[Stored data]
==================================================
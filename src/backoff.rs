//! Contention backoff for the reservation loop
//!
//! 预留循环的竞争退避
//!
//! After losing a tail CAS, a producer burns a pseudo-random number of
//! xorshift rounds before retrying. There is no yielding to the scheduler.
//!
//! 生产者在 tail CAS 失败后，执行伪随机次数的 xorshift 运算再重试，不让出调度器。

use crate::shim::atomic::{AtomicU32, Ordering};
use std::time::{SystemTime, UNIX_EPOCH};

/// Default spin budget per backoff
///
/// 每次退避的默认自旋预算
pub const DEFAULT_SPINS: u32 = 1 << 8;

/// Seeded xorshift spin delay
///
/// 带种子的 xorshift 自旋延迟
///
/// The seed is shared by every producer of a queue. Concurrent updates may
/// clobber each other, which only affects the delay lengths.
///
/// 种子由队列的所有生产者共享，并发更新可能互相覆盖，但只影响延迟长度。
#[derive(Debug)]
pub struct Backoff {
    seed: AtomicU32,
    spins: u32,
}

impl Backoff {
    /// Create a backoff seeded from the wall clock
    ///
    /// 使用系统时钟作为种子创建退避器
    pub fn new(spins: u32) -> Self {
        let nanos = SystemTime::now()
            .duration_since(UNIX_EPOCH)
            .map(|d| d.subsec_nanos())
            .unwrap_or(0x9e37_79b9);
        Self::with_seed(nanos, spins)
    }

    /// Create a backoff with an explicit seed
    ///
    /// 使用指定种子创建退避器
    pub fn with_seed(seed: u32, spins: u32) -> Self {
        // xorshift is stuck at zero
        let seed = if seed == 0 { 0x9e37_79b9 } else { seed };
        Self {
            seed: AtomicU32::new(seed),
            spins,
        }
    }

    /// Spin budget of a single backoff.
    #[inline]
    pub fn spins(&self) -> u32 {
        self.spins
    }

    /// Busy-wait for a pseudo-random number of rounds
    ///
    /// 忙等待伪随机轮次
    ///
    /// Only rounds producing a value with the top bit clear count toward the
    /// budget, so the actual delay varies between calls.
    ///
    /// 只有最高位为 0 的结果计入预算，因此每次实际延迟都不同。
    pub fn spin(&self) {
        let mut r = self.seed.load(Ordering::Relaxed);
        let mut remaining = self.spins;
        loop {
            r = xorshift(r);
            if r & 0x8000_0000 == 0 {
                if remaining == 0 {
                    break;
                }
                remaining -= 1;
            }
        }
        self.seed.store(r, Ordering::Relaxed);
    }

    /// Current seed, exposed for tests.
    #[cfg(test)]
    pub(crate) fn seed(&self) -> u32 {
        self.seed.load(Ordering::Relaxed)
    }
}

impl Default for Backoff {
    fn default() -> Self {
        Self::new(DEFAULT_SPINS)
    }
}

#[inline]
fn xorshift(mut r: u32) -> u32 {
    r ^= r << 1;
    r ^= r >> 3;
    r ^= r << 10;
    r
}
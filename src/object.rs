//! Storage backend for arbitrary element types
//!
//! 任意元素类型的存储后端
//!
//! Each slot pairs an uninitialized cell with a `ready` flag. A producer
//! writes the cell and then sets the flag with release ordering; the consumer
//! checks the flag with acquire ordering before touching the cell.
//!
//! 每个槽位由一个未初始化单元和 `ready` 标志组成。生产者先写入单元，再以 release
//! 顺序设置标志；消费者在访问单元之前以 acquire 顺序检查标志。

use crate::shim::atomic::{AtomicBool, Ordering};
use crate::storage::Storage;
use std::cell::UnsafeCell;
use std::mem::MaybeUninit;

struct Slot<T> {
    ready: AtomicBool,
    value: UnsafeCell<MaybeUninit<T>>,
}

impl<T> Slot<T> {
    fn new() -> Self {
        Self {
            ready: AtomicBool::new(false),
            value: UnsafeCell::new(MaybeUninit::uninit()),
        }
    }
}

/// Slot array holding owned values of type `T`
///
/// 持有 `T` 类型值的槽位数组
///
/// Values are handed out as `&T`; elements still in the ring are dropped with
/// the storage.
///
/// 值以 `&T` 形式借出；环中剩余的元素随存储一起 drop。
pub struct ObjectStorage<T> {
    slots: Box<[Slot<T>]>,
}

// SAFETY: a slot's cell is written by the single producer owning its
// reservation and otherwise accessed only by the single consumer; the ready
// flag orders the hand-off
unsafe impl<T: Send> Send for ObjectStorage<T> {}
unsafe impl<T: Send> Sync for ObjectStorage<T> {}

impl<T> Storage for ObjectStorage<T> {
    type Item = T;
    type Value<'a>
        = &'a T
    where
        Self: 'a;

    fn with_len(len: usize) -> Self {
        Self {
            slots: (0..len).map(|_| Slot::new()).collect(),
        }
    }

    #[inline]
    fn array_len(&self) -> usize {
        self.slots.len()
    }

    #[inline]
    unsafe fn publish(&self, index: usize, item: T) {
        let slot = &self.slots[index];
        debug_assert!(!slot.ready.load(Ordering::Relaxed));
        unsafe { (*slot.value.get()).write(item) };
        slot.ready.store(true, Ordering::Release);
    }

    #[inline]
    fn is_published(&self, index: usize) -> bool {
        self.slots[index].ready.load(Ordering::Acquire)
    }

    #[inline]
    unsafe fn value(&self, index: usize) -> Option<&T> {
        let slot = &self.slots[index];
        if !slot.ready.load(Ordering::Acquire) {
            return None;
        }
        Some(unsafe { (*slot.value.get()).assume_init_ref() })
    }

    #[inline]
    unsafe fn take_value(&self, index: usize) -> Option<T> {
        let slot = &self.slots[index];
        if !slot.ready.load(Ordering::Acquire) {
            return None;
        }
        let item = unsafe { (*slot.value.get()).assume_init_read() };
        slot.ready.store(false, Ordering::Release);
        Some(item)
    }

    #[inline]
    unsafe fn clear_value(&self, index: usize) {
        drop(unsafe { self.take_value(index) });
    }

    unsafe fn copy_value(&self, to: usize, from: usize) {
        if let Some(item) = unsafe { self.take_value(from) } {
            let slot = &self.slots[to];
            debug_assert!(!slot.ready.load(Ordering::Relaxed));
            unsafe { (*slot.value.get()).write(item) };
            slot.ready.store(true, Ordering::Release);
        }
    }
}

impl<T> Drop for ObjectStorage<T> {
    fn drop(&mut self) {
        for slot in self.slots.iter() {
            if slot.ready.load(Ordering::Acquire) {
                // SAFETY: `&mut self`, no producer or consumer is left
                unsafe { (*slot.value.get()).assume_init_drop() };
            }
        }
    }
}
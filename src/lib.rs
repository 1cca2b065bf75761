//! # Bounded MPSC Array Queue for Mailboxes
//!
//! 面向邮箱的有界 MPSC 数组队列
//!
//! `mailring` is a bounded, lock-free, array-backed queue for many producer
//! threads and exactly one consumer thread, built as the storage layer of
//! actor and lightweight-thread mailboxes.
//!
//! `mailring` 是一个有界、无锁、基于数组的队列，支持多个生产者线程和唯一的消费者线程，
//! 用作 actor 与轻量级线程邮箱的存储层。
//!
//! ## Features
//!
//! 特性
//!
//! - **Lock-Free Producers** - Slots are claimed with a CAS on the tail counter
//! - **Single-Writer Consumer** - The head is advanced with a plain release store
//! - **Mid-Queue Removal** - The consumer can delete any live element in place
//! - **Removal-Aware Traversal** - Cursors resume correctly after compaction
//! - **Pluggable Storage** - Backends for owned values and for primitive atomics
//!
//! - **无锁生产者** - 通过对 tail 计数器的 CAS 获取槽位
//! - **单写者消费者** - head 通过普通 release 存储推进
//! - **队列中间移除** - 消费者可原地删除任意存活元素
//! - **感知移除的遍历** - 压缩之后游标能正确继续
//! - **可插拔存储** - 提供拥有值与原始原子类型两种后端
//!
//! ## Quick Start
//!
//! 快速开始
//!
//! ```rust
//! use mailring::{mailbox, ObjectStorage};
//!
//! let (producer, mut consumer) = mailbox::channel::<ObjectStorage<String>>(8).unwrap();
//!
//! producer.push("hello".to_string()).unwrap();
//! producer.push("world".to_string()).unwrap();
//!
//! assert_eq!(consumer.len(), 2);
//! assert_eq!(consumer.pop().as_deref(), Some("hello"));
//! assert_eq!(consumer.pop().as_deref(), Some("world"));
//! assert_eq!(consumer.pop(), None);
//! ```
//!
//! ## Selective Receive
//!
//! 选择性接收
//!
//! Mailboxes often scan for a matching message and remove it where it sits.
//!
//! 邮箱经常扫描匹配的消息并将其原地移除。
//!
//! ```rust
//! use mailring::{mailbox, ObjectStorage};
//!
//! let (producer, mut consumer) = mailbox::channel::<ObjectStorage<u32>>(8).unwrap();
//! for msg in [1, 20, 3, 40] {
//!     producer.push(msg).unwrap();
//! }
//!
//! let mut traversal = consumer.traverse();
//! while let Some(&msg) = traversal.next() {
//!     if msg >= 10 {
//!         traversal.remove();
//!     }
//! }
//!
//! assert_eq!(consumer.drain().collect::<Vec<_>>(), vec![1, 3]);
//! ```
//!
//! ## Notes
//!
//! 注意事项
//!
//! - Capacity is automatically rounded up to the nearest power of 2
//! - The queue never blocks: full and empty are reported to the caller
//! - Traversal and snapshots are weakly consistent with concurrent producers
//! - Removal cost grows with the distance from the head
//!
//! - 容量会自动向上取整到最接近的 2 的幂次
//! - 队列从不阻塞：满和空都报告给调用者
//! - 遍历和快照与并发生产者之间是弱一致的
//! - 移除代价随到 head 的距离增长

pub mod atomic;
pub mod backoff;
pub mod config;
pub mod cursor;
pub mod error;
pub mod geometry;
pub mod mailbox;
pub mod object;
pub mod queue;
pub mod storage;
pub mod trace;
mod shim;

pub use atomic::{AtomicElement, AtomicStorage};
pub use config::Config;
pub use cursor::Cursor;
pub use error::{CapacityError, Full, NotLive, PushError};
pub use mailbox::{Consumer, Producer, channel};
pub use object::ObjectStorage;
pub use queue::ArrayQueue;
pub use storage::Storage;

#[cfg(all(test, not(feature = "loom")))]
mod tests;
==================================================
- Task objective -
Filter the records above down to the lines that hold the string "crate".

- Your solution -
use crate::shim::atomic::{AtomicU32, Ordering};
    pub(crate) fn seed(&self) -> u32 {
use crate::shim::atomic::{AtomicBool, Ordering};
use crate::storage::Storage;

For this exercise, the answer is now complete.